In the listing below, print exactly the lines between the line holding "repository 7334597b7539834c" and the line holding "use rusqlite::Connection;", inclusive, and no more.

──────────

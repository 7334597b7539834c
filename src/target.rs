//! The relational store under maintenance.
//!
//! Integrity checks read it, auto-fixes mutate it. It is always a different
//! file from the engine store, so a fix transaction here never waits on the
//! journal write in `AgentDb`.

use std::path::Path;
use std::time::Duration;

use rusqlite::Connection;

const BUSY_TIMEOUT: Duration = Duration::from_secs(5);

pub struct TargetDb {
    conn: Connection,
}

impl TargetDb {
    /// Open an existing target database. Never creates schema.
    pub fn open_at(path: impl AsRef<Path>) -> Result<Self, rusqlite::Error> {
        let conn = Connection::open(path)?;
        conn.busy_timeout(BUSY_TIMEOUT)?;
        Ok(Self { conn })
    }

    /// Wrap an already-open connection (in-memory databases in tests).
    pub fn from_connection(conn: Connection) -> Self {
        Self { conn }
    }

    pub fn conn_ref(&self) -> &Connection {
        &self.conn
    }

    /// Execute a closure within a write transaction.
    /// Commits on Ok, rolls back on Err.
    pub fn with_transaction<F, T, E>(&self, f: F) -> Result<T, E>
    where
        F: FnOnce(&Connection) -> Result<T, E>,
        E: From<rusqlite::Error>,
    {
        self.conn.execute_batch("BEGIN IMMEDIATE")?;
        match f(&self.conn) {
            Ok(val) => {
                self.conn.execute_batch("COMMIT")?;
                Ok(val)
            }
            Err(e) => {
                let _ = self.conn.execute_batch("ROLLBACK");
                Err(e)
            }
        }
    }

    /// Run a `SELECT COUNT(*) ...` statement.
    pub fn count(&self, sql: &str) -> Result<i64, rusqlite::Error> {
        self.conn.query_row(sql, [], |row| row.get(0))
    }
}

──────────

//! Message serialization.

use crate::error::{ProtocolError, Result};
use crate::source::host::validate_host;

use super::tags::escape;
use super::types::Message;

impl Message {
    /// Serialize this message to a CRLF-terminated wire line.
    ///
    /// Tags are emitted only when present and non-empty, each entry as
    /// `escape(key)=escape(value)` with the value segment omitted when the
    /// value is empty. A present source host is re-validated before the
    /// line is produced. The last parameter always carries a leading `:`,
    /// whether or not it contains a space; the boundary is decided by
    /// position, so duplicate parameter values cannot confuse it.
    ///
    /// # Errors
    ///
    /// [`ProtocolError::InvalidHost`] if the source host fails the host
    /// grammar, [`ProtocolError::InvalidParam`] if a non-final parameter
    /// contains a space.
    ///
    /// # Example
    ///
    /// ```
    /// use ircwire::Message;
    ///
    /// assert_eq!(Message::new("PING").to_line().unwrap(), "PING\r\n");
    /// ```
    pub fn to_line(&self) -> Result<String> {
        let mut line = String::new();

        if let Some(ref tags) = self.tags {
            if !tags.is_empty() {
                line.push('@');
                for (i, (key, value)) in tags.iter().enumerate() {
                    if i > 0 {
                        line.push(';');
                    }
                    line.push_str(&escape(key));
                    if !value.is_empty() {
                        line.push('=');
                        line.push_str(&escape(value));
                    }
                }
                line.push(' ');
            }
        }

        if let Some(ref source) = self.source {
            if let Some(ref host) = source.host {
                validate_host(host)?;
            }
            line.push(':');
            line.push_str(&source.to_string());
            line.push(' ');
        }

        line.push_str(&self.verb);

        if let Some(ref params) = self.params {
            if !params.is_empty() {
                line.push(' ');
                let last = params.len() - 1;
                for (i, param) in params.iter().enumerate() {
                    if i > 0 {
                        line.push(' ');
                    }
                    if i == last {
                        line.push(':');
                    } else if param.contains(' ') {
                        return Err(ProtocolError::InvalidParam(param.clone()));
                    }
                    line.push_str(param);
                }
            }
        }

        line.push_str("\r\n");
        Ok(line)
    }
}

──────────

## Answer section
repository 7334597b7539834c
filename src/target.rs
//! The relational store under maintenance.
//!
//! Integrity checks read it, auto-fixes mutate it. It is always a different
//! file from the engine store, so a fix transaction here never waits on the
//! journal write in `AgentDb`.

use std::path::Path;
use std::time::Duration;

use rusqlite::Connection;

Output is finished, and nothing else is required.